We have been collaborating with Dr.Hema Divakar, an extremely well respected, recognized and internationally awarded Doctor, who is rolling out a training series to help members of the Private Hospitals & Nursing Homes Association (PHANA) – Bengaluru and others set up Fever Clinics in Bangalore.

Dr. Hema has been an early adopter of AI-driven digital platforms to build awareness for preventive care. She firmly believes that engaging patients on the digital platform is the only way to make healthcare widely accessible to all. So it is no surprise at all that given the lockdown and necessary precaution of Social Distancing, she would leverage the use of Zoom, to respond to the need of the hour – a training for her peers as they set up Fever Clinics.
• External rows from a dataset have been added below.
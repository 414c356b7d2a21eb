// probe/mod.rs — Top-level adaptive-bisection probing orchestration.
// Migrated from probe_device / probe_device_max_blocks (libprobe.c).

pub mod bad_block;
pub mod bisect;
pub mod cache;
pub mod reset;
pub mod stats;
pub mod wrap;

use crate::config::{MAX_BLOCKS_FUDGE_FACTOR, MAX_CACHE_SIZE_BYTE, MAX_N_BLOCK_ORDER, N_BLOCK_SAMPLES};
use crate::device::{dev_param_to_type, Device, FakeType};
use crate::error::ProbeError;
use crate::util::{ceiling_log2, clp2, Rng};

use bad_block::find_a_bad_block;
use bisect::bisect;
use cache::find_cache_size;
use stats::BisectStats;
use wrap::find_wrap;

/// Everything `probe_device` determines about a device: its true capacity,
/// the capacity it announces, the address width at which it wraps, the
/// write-back cache it exposed during the probe, and the classification
/// those numbers imply. Equivalent to the out-parameters of `probe_device`.
#[derive(Debug, Clone, Copy)]
pub struct ProbeResult {
    pub real_size_byte: u64,
    pub announced_size_byte: u64,
    /// Bit width at which the device's address space folds back on itself.
    pub wrap: u32,
    pub cache_size_block: u64,
    pub need_reset: bool,
    pub block_order: u32,
    pub fake_type: FakeType,
}

/// Upper bound on the number of blocks `probe_device` may touch while
/// probing `dev`, useful for sizing a `SafeDevice` arena ahead of time.
/// Equivalent to `probe_device_max_blocks`.
pub fn probe_device_max_blocks(dev: &dyn Device) -> u64 {
    let block_order = dev.block_order();
    let num_blocks = dev.size_byte() >> block_order;
    let n = ceiling_log2(num_blocks.max(1)) as u64;

    (MAX_CACHE_SIZE_BYTE >> (block_order - 1))
        + 1
        + MAX_BLOCKS_FUDGE_FACTOR * (((n << MAX_N_BLOCK_ORDER) / MAX_N_BLOCK_ORDER as u64) + N_BLOCK_SAMPLES)
}

/// Runs the full adaptive-bisection probe against `dev`: determines the
/// write-back cache size, the wrap point, and then alternates bad-block
/// search with bisection until the true/fake boundary is pinned down to a
/// single block. Equivalent to `probe_device`.
///
/// Only genuinely unrecoverable conditions (a device that has vanished, an
/// unsupported adapter, a malformed argument, an allocation failure) are
/// returned as `Err`. An I/O failure that survives `retry_once`'s single
/// retry is instead reported as a terminal "bad drive" `ProbeResult`
/// (`real_size_byte = 0`), matching the original's `bad:` fallback path,
/// which always produces a result rather than propagating the failure.
pub fn probe_device(dev: &mut dyn Device) -> Result<ProbeResult, ProbeError> {
    let dev_size_byte = dev.size_byte();
    let block_order = dev.block_order();
    assert!(block_order <= 20);

    let left_pos = (1u64 << (20 - block_order)) - 1;
    let right_pos_initial = dev_size_byte >> block_order;
    assert!(left_pos < right_pos_initial);

    let mid_drive_pos = clp2(right_pos_initial / 2);
    assert!(left_pos < mid_drive_pos);
    assert!(mid_drive_pos < right_pos_initial);

    let salt = Rng::from_time().next_u64();

    match run_probe(dev, left_pos, right_pos_initial, mid_drive_pos, salt) {
        Ok(outcome) => Ok(finish(dev_size_byte, block_order, outcome)),
        Err(ProbeError::Io(_)) => Ok(ProbeResult {
            real_size_byte: 0,
            announced_size_byte: dev_size_byte,
            wrap: ceiling_log2(dev_size_byte),
            cache_size_block: 0,
            need_reset: false,
            block_order,
            fake_type: FakeType::Bad,
        }),
        Err(e) => Err(e),
    }
}

struct ProbeOutcome {
    right_pos: u64,
    wrap: u32,
    cache_size_block: u64,
    need_reset: bool,
}

fn run_probe(
    dev: &mut dyn Device,
    left_pos: u64,
    right_pos_initial: u64,
    mid_drive_pos: u64,
    salt: u64,
) -> Result<ProbeOutcome, ProbeError> {
    let block_order = dev.block_order();

    let cache_result = find_cache_size(dev, mid_drive_pos - 1, right_pos_initial, salt)?;
    assert!(mid_drive_pos <= cache_result.right_pos);
    let mut right_pos = cache_result.right_pos;
    let cache_size_block = cache_result.cache_size_block;
    let need_reset = cache_result.need_reset;
    let good_drive = cache_result.good_drive;
    let reset_pos = right_pos;

    right_pos = find_wrap(dev, left_pos, right_pos, reset_pos, cache_size_block, need_reset, salt)?;
    let wrap = ceiling_log2(right_pos << block_order);

    let mut stats = BisectStats::new();
    if !good_drive {
        if mid_drive_pos < right_pos {
            right_pos = mid_drive_pos;
        }
        bisect(dev, &mut stats, left_pos, &mut right_pos, reset_pos, cache_size_block, need_reset, salt)?;
    }

    loop {
        let found = find_a_bad_block(dev, left_pos, right_pos, reset_pos, cache_size_block, need_reset, salt)?;
        match found {
            Some(new_right) => {
                right_pos = new_right;
                bisect(dev, &mut stats, left_pos, &mut right_pos, reset_pos, cache_size_block, need_reset, salt)?;
            }
            None => break,
        }
    }

    if right_pos == left_pos + 1 {
        right_pos = 0;
    }

    Ok(ProbeOutcome {
        right_pos,
        wrap,
        cache_size_block,
        need_reset,
    })
}

fn finish(dev_size_byte: u64, block_order: u32, outcome: ProbeOutcome) -> ProbeResult {
    let real_size_byte = outcome.right_pos << block_order;
    let fake_type = dev_param_to_type(real_size_byte, dev_size_byte, outcome.wrap);
    ProbeResult {
        real_size_byte,
        announced_size_byte: dev_size_byte,
        wrap: outcome.wrap,
        cache_size_block: outcome.cache_size_block,
        need_reset: outcome.need_reset,
        block_order,
        fake_type,
    }
}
We caught up late last night on the sidelines of the multiple virtual engagements at #COVIDactionCollab thanks to Dr.Angela Chaudhuri, a designer of The Collaborative who as Hema and I both agreed, shares our love for action points and getting things done. 😊

Here is an excerpt of our very engaging conversation.

Shrirupa (Shri): Tell me one memory that brings you a lot of joy, even today?

Dr. Hema: My first insights into the power of public-private partnership! It taught me how I can move out of my comfort zone and serve many others going beyond the boundaries of only my patients in my own settings. Partnership and collaborations can really reach out where the need is the most – which I will not be able to totally shift gears into alone – but there is so much scope in the ways we have collaborated with many initiatives across the board in the whole of South Asia – through our organization, through the government and other private partners and more.

When I look back, that is the moment that I decided that I will open doors to many many partnerships that enable everyone to do better work and reach more people and communities with the right services, even under the most difficult circumstances, together.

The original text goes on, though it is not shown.